# Problem details
Where the word "types" occurs in a line of the listing, please copy the line.

# Data for processing

//! `projects branches` commands: list and protect.
//!
//! Protect with `--force` re-applies protection on branches that already
//! have a record: the existing record is merged into the requested options,
//! the branch is unprotected, and the merged options are applied. A failure
//! between the two steps leaves the branch unprotected and surfaces as that
//! branch's error.

use std::sync::Arc;

use clap::{Args, Subcommand};

use flotilla::fanout::{self, Element};
use flotilla::gitlab::types::{ProjectBranches, ProjectProtectedBranches};
use flotilla::gitlab::{protect, CacheMode, ProtectBranchOptions};
use flotilla::hosts::Host;
use flotilla::limiter::Limiter;
use flotilla::pipeline;

use super::{collect_projects, ProjectFilterArgs, SortArgs};
use crate::output;
use crate::prompt;
use crate::runtime::Runtime;

const BRANCH_DEFAULT_FIELD: &str = "project.web_url";

#[derive(Subcommand)]
pub enum BranchesAction {
    /// List repository branches across the fleet
    List(ListArgs),
    /// Protect a branch on every matching project
    Protect(ProtectArgs),
}

pub async fn run(rt: &Runtime, action: BranchesAction) -> anyhow::Result<()> {
    match action {
        BranchesAction::List(args) => list(rt, args).await,
        BranchesAction::Protect(args) => protect_cmd(rt, args).await,
    }
}

#[derive(Args)]
pub struct ListArgs {
    #[command(flatten)]
    sort: SortArgs,

    #[command(flatten)]
    filters: ProjectFilterArgs,
}

async fn list(rt: &Runtime, args: ListArgs) -> anyhow::Result<()> {
    let mut opts = args.sort.options(&["count", BRANCH_DEFAULT_FIELD])?;
    // Branch listings always group per project.
    opts.group_by = Some(BRANCH_DEFAULT_FIELD.to_string());
    opts.validate::<ProjectBranches>()?;

    let projects = collect_projects(rt, args.filters.query(), CacheMode::Cached).await;
    if projects.is_empty() {
        anyhow::bail!("no projects found");
    }

    let (tx, rx) = fanout::stage_channel();
    for element in projects {
        spawn_branch_pages(rt, element, tx.clone());
    }
    drop(tx);

    let rows = pipeline::from_channel(rx, &opts).await?;
    if rows.is_empty() {
        anyhow::bail!("no branches found");
    }

    let mut unique = 0;
    let mut total = 0;
    let mut body = Vec::new();
    for row in &rows {
        unique += 1;
        total += row.count;
        for element in &row.elements {
            for branch in &element.payload.branches {
                let updated = branch
                    .commit
                    .as_ref()
                    .and_then(|c| c.committed_date)
                    .map(|d| d.format("%Y-%m-%d %H:%M:%S").to_string())
                    .unwrap_or_else(|| "-".to_string());
                body.push(vec![
                    format!("[{}]", element.host.project_name()),
                    branch.web_url.clone(),
                    format!("[{updated}]"),
                    format!("[{}]", output::cached_str(element.cached)),
                ]);
            }
        }
    }
    println!(
        "{}",
        output::table(&["HOST", "URL", "LAST UPDATED", "CACHED"], body)
    );

    let errors = output::report_errors(&rt.limiter);
    output::print_totals(&[("Unique", unique), ("Total", total), ("Errors", errors)]);
    Ok(())
}

fn spawn_branch_pages(
    rt: &Runtime,
    element: Element<flotilla::gitlab::types::Project>,
    tx: tokio::sync::mpsc::Sender<Element<ProjectBranches>>,
) {
    let project = element.payload;
    let fetch: fanout::PageFetcher<ProjectBranches> = {
        let project = project.clone();
        Arc::new(move |host: Host, page| {
            let project = project.clone();
            Box::pin(async move {
                let page_data = host
                    .client()
                    .list_branches(project.id, page, CacheMode::Cached)
                    .await?;
                Ok(flotilla::gitlab::Page {
                    items: vec![ProjectBranches {
                        project,
                        branches: page_data.items,
                    }],
                    next_page: page_data.next_page,
                    total_pages: page_data.total_pages,
                    cached: page_data.cached,
                })
            })
        })
    };
    fanout::spawn_paged(
        element.host,
        fetch,
        Arc::clone(&rt.limiter),
        tx,
        rt.cancel.clone(),
    );
}

#[derive(Args)]
pub struct ProtectArgs {
    /// Branch name or wildcard to protect
    #[arg(long)]
    name: String,

    /// Re-protect branches that already have a protection record,
    /// merging their existing settings into the options below
    #[arg(long)]
    force: bool,

    /// Access level allowed to push (0, 30, 40, 60)
    #[arg(long)]
    push_access_level: Option<u32>,

    /// Access level allowed to merge (0, 30, 40, 60)
    #[arg(long)]
    merge_access_level: Option<u32>,

    /// Access level allowed to unprotect (0, 30, 40, 60)
    #[arg(long)]
    unprotect_access_level: Option<u32>,

    /// Allow force pushes to the protected branch
    #[arg(long)]
    allow_force_push: Option<bool>,

    /// Require code owner approval before merging
    #[arg(long)]
    code_owner_approval_required: Option<bool>,

    #[command(flatten)]
    filters: ProjectFilterArgs,
}

async fn protect_cmd(rt: &Runtime, args: ProtectArgs) -> anyhow::Result<()> {
    let requested = ProtectBranchOptions {
        name: args.name.clone(),
        push_access_level: args.push_access_level,
        merge_access_level: args.merge_access_level,
        unprotect_access_level: args.unprotect_access_level,
        allow_force_push: args.allow_force_push,
        code_owner_approval_required: args.code_owner_approval_required,
        ..Default::default()
    };

    // Find targets against live data.
    let projects = collect_projects(rt, args.filters.query(), CacheMode::Fresh).await;
    if projects.is_empty() {
        anyhow::bail!("no projects found");
    }

    let (tx, rx) = fanout::stage_channel();
    for element in projects {
        let project = element.payload.clone();
        fanout::spawn_single(
            element.host.clone(),
            Arc::clone(&rt.limiter),
            tx.clone(),
            rt.cancel.clone(),
            move |host: Host| async move {
                let page = host
                    .client()
                    .list_protected_branches(project.id, 1, CacheMode::Fresh)
                    .await?;
                Ok(Some((
                    ProjectProtectedBranches {
                        project,
                        protected_branches: page.items,
                    },
                    page.cached,
                )))
            },
        );
    }
    drop(tx);

    let targets = fanout::collect(rx).await;
    rt.limiter.wait().await;
    if targets.is_empty() {
        anyhow::bail!("no projects found");
    }

    let hosts: flotilla::hosts::Hosts = targets.iter().map(|e| e.host.clone()).collect();
    if !prompt::confirm(&format!(
        "Do you really want to protect branch {:?} in {} project(s) across {:?} ?",
        args.name,
        targets.len(),
        hosts.projects(rt.show_all)
    )) {
        return Ok(());
    }

    let force = args.force;
    let (tx, rx) = fanout::stage_channel();
    for target in targets {
        let requested = requested.clone();
        let payload = target.payload.clone();
        fanout::spawn_self_locking(
            target.host.clone(),
            Arc::clone(&rt.limiter),
            tx.clone(),
            rt.cancel.clone(),
            move |host: Host, limiter: Arc<Limiter>| async move {
                let existing = if force {
                    payload.search(&requested.name).cloned()
                } else {
                    None
                };
                let (protected, cached) = protect::force_protect(
                    host.client(),
                    &limiter,
                    payload.project.id,
                    existing.as_ref(),
                    &requested,
                )
                .await?;
                Ok(Some((
                    ProjectProtectedBranches {
                        project: payload.project,
                        protected_branches: vec![protected],
                    },
                    cached,
                )))
            },
        );
    }
    drop(tx);

    let opts = pipeline::Options {
        order_by: vec![BRANCH_DEFAULT_FIELD.to_string()],
        ..Default::default()
    };
    let rows = pipeline::from_channel(rx, &opts).await?;

    let mut body = Vec::new();
    for row in &rows {
        for element in &row.elements {
            for branch in &element.payload.protected_branches {
                body.push(vec![
                    format!("[{}]", element.host.project_name()),
                    element.payload.project.web_url.clone(),
                    branch.name.clone(),
                    format!("[{}]", output::cached_str(element.cached)),
                ]);
            }
        }
    }
    println!(
        "{}",
        output::table(&["HOST", "URL", "BRANCH", "CACHED"], body)
    );

    let errors = output::report_errors(&rt.limiter);
    output::print_totals(&[("Protected", rows.len()), ("Errors", errors)]);
    Ok(())
}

# Exercise solution
use flotilla::gitlab::types::{ProjectBranches, ProjectProtectedBranches};
    element: Element<flotilla::gitlab::types::Project>,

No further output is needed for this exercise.